仲良し8人組



「もう真由美らしいっていうか、何ていうか」


「でしょ!」



苦笑しているひなとニヤニヤしている真由美。


いつもと変わらない日常。


変化を求める人は多いけれど、変わらないのが良い事もある。


それは、ひなと亮介の関係も。



「で、何で綺麗目な服なの?」


「今日の夕方から中学の時に凄く仲が良かった友達で集まる事になってるんだよ。だから」



最後を強調して言ったのは、その中に彼氏が!?とかいう真由美の言葉が続かない様にだ。



「同窓会的な?」


「まあ、私を含めて8人だけだけどね」



たった8人。それでもひなにとっては凄く大切な8人。


思わずひな意外の7人の顔が頭を過りフフッと笑い声を漏らす。


そのひなの笑い声を聞いて真由美が、


「良いねぇ、そういうの」


と言いながら微笑んだ。



「うん。
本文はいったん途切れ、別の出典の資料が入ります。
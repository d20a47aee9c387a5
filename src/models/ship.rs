use chrono::{DateTime, Utc};
use serde::{Deserialize, Serialize};
use std::fmt;

#[derive(Debug, Deserialize, Serialize, Clone)]
#[serde(rename_all = "camelCase")]
pub struct Ship {
    pub symbol: String,
    pub registration: ShipRegistration,
    pub nav: ShipNav,
    #[serde(default)]
    pub crew: Option<ShipCrew>,
    #[serde(default)]
    pub frame: Option<ShipFrame>,
    #[serde(default)]
    pub reactor: Option<ShipComponent>,
    #[serde(default)]
    pub engine: Option<ShipComponent>,
    #[serde(default)]
    pub modules: Vec<ShipComponent>,
    #[serde(default)]
    pub mounts: Vec<ShipMount>,
    pub cargo: ShipCargo,
    pub fuel: ShipFuel,
}

#[derive(Debug, Deserialize, Serialize, Clone)]
#[serde(rename_all = "camelCase")]
pub struct ShipRegistration {
    pub name: String,
    pub faction_symbol: String,
    pub role: ShipRole,
}

/// Behavioral category the remote assigns to a hull.
#[derive(Debug, Deserialize, Serialize, Clone, Copy, PartialEq, Eq, Hash)]
#[serde(rename_all = "SCREAMING_SNAKE_CASE")]
pub enum ShipRole {
    Fabricator,
    Harvester,
    Hauler,
    Interceptor,
    Excavator,
    Transport,
    Repair,
    Surveyor,
    Command,
    Carrier,
    Patrol,
    Satellite,
    Explorer,
    Refinery,
    #[serde(other)]
    Unknown,
}

impl ShipRole {
    pub fn as_str(&self) -> &'static str {
        match self {
            ShipRole::Fabricator => "FABRICATOR",
            ShipRole::Harvester => "HARVESTER",
            ShipRole::Hauler => "HAULER",
            ShipRole::Interceptor => "INTERCEPTOR",
            ShipRole::Excavator => "EXCAVATOR",
            ShipRole::Transport => "TRANSPORT",
            ShipRole::Repair => "REPAIR",
            ShipRole::Surveyor => "SURVEYOR",
            ShipRole::Command => "COMMAND",
            ShipRole::Carrier => "CARRIER",
            ShipRole::Patrol => "PATROL",
            ShipRole::Satellite => "SATELLITE",
            ShipRole::Explorer => "EXPLORER",
            ShipRole::Refinery => "REFINERY",
            ShipRole::Unknown => "UNKNOWN",
        }
    }
}

impl fmt::Display for ShipRole {
    fn fmt(&self, f: &mut fmt::Formatter<'_>) -> fmt::Result {
        f.write_str(self.as_str())
    }
}

#[derive(Debug, Deserialize, Serialize, Clone)]
#[serde(rename_all = "camelCase")]
pub struct ShipNav {
    pub system_symbol: String,
    pub waypoint_symbol: String,
    pub route: ShipRoute,
    pub status: NavStatus,
    pub flight_mode: String,
}

impl ShipNav {
    /// A ship is in transit for as long as its route arrival lies in the future.
    pub fn in_transit_at(&self, now: DateTime<Utc>) -> bool {
        now < self.route.arrival
    }
}

#[derive(Debug, Deserialize, Serialize, Clone, Copy, PartialEq, Eq)]
#[serde(rename_all = "SCREAMING_SNAKE_CASE")]
pub enum NavStatus {
    InTransit,
    InOrbit,
    Docked,
}

impl fmt::Display for NavStatus {
    fn fmt(&self, f: &mut fmt::Formatter<'_>) -> fmt::Result {
        f.write_str(match self {
            NavStatus::InTransit => "IN_TRANSIT",
            NavStatus::InOrbit => "IN_ORBIT",
            NavStatus::Docked => "DOCKED",
        })
    }
}

#[derive(Debug, Deserialize, Serialize, Clone)]
#[serde(rename_all = "camelCase")]
pub struct ShipRoute {
    pub destination: ShipRouteWaypoint,
    #[serde(alias = "departure")]
    pub origin: ShipRouteWaypoint,
    pub departure_time: DateTime<Utc>,
    pub arrival: DateTime<Utc>,
}

#[derive(Debug, Deserialize, Serialize, Clone)]
#[serde(rename_all = "camelCase")]
pub struct ShipRouteWaypoint {
    pub symbol: String,
    #[serde(rename = "type")]
    pub waypoint_type: String,
    pub system_symbol: String,
    pub x: i32,
    pub y: i32,
}

#[derive(Debug, Deserialize, Serialize, Clone)]
pub struct ShipCrew {
    pub current: i32,
    pub required: i32,
    pub capacity: i32,
    pub rotation: String,
    pub morale: i32,
    pub wages: i32,
}

#[derive(Debug, Deserialize, Serialize, Clone)]
#[serde(rename_all = "camelCase")]
pub struct ShipFrame {
    pub symbol: String,
    pub name: String,
    #[serde(default)]
    pub condition: Option<f64>,
    pub module_slots: i32,
    pub mounting_points: i32,
    pub fuel_capacity: i32,
}

/// Reactor, engine and internal modules share this shape.
#[derive(Debug, Deserialize, Serialize, Clone)]
pub struct ShipComponent {
    pub symbol: String,
    pub name: String,
    #[serde(default)]
    pub capacity: Option<i32>,
    #[serde(default)]
    pub range: Option<i32>,
}

#[derive(Debug, Deserialize, Serialize, Clone)]
pub struct ShipMount {
    pub symbol: String,
    pub name: String,
    #[serde(default)]
    pub strength: Option<i32>,
    #[serde(default)]
    pub deposits: Option<Vec<String>>,
}

#[derive(Debug, Deserialize, Serialize, Clone)]
pub struct ShipCargo {
    pub capacity: i32,
    pub units: i32,
    pub inventory: Vec<CargoItem>,
}

impl ShipCargo {
    pub fn is_full(&self) -> bool {
        self.units >= self.capacity
    }

    pub fn is_empty(&self) -> bool {
        self.units <= 0
    }
}

impl fmt::Display for ShipCargo {
    fn fmt(&self, f: &mut fmt::Formatter<'_>) -> fmt::Result {
        write!(f, "{}/{}", self.units, self.capacity)
    }
}

#[derive(Debug, Deserialize, Serialize, Clone)]
pub struct CargoItem {
    pub symbol: String,
    pub name: String,
    #[serde(default)]
    pub description: String,
    pub units: i32,
}

#[derive(Debug, Deserialize, Serialize, Clone)]
pub struct ShipFuel {
    pub current: i32,
    pub capacity: i32,
    #[serde(default)]
    pub consumed: Option<ShipFuelConsumed>,
}

#[derive(Debug, Deserialize, Serialize, Clone)]
pub struct ShipFuelConsumed {
    pub amount: i32,
    pub timestamp: DateTime<Utc>,
}

#[derive(Debug, Deserialize, Serialize, Clone)]
#[serde(rename_all = "camelCase")]
pub struct Cooldown {
    pub ship_symbol: String,
    pub total_seconds: i64,
    pub remaining_seconds: i64,
    #[serde(default)]
    pub expiration: Option<DateTime<Utc>>,
}

impl Cooldown {
    /// Extraction is gated while `now` is before the expiration.
    pub fn is_active_at(&self, now: DateTime<Utc>) -> bool {
        self.expiration.is_some_and(|expiration| now < expiration)
    }
}

#[derive(Debug, Deserialize, Serialize, Clone)]
pub struct NavigationData {
    pub fuel: ShipFuel,
    pub nav: ShipNav,
}

#[derive(Debug, Deserialize, Serialize, Clone)]
#[serde(rename_all = "camelCase")]
pub struct Agent {
    #[serde(default)]
    pub account_id: Option<String>,
    pub symbol: String,
    pub headquarters: String,
    pub credits: i64,
    #[serde(default)]
    pub starting_faction: Option<String>,
    #[serde(default)]
    pub ship_count: Option<i32>,
}
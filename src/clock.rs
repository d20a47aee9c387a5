// Time source for arrival and cooldown waits
use async_trait::async_trait;
use chrono::{DateTime, Duration, Utc};
use std::sync::Mutex;

#[async_trait]
pub trait Clock: Send + Sync {
    fn now(&self) -> DateTime<Utc>;

    /// Suspends until `deadline`. Returns immediately when the deadline has passed.
    /// Dropping the returned future cancels the wait.
    async fn sleep_until(&self, deadline: DateTime<Utc>);
}

#[derive(Debug, Default, Clone, Copy)]
pub struct SystemClock;

#[async_trait]
impl Clock for SystemClock {
    fn now(&self) -> DateTime<Utc> {
        Utc::now()
    }

    async fn sleep_until(&self, deadline: DateTime<Utc>) {
        if let Ok(remaining) = (deadline - Utc::now()).to_std() {
            tokio::time::sleep(remaining).await;
        }
    }
}

/// Virtual clock: waits complete instantly by jumping time forward.
#[derive(Debug)]
pub struct ManualClock {
    state: Mutex<ManualState>,
}

#[derive(Debug)]
struct ManualState {
    now: DateTime<Utc>,
    waits: Vec<DateTime<Utc>>,
}

impl ManualClock {
    pub fn new(start: DateTime<Utc>) -> Self {
        Self {
            state: Mutex::new(ManualState {
                now: start,
                waits: Vec::new(),
            }),
        }
    }

    pub fn advance(&self, by: Duration) {
        let mut state = self.lock();
        state.now += by;
    }

    /// Deadlines that actually required waiting, in the order they were slept on.
    pub fn waits(&self) -> Vec<DateTime<Utc>> {
        self.lock().waits.clone()
    }

    fn lock(&self) -> std::sync::MutexGuard<'_, ManualState> {
        // A poisoned lock only means a test thread panicked; the timestamps are still valid.
        self.state.lock().unwrap_or_else(|poisoned| poisoned.into_inner())
    }
}

#[async_trait]
impl Clock for ManualClock {
    fn now(&self) -> DateTime<Utc> {
        self.lock().now
    }

    async fn sleep_until(&self, deadline: DateTime<Utc>) {
        {
            let mut state = self.lock();
            if deadline > state.now {
                state.now = deadline;
                state.waits.push(deadline);
            }
        }
        tokio::task::yield_now().await;
    }
}
// Operations module - fleet behavior built on the remote capability
pub mod behavior;
pub mod contracts;
pub mod fleet_coordinator;
pub mod navigation;
pub mod requisition;
pub mod ship_bot;
pub mod shutdown;

pub use behavior::{decide, ShipAction, WaypointContext};
pub use contracts::{determine_priorities, ContractOperations};
pub use fleet_coordinator::FleetCoordinator;
pub use navigation::{nearest_waypoint, select_destination, WaypointCriterion};
pub use requisition::{Requisition, RequisitionReport};
pub use ship_bot::{FleetContext, ShipBot};
pub use shutdown::{DrainReport, ShutdownHandle, ShutdownSignal};
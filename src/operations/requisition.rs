// Requisition: one-shot shipyard tour run by a designated ship before the fleet is released
use crate::client::SpaceTradersApi;
use crate::error::FleetError;
use crate::operations::navigation::WaypointCriterion;
use crate::operations::ship_bot::{FleetContext, ShipBot};
use crate::output_broker::Logger;
use crate::{o_error, o_info};
use std::sync::Arc;

#[derive(Debug, Default, Clone, PartialEq, Eq)]
pub struct RequisitionReport {
    /// Shipyards reached, in visiting order
    pub visited: Vec<String>,
    /// Shipyards whose navigation failed
    pub unreachable: Vec<String>,
}

pub struct Requisition {
    api: Arc<dyn SpaceTradersApi>,
    log: Logger,
}

impl Requisition {
    pub fn new(context: &FleetContext) -> Self {
        Self {
            api: context.api.clone(),
            log: context.broker.logger("🏭 REQUISITION"),
        }
    }

    /// Visits every shipyard in the ship's system in listing order.
    /// A system without shipyards is an error the caller must not recover from.
    pub async fn run(&self, bot: &mut ShipBot) -> Result<RequisitionReport, FleetError> {
        let system = bot.ship.nav.system_symbol.clone();
        let criterion = WaypointCriterion::shipyard();

        let shipyards: Vec<String> = self
            .api
            .list_waypoints(&system)
            .await?
            .into_iter()
            .filter(|w| criterion.matches(w))
            .map(|w| w.symbol)
            .collect();

        if shipyards.is_empty() {
            return Err(FleetError::NoShipyards { system });
        }
        o_info!(self.log, "🔍 {} shipyards in {}: {}", shipyards.len(), system, shipyards.join(", "));

        let mut report = RequisitionReport::default();
        for shipyard in shipyards {
            if let Err(e) = bot.travel_to(&shipyard).await {
                o_error!(self.log, "❌ {} could not reach {}: {}", bot.symbol(), shipyard, e);
                report.unreachable.push(shipyard);
                continue;
            }

            match self.api.get_shipyard(&system, &shipyard).await {
                Ok(listing) => {
                    let offered: Vec<&str> = listing.ship_types.iter().map(|t| t.ship_type.as_str()).collect();
                    o_info!(self.log, "🏭 {} offers {}", shipyard, offered.join(", "));
                }
                Err(e) => o_error!(self.log, "❌ Could not read shipyard {}: {}", shipyard, e),
            }
            report.visited.push(shipyard);
        }

        o_info!(
            self.log,
            "✅ Requisition complete: {} visited, {} unreachable",
            report.visited.len(),
            report.unreachable.len()
        );
        Ok(report)
    }
}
凄く楽しみ!」



ひなの笑顔はキラキラと輝いていて、誰もが惹かれるそんな笑顔だ。


真由美も、ついついひなの笑顔につられて笑う事が多くなっている。


二人で笑いあっていると、何かを思い出した様に真由美がぽんっと手を打った。



「あっ、そういえばね。また新しい話仕入れて来たんだ!」


「また怖い話?」



首を傾げながらも、ほぼ断定した言い方をひながするのは、これが初めてじゃないからだ。


真由美は怖い話が大好きで、日々ネットで新しい怖い話をチェックしているらしい。


体験談や、噂話。そういうのが主だ。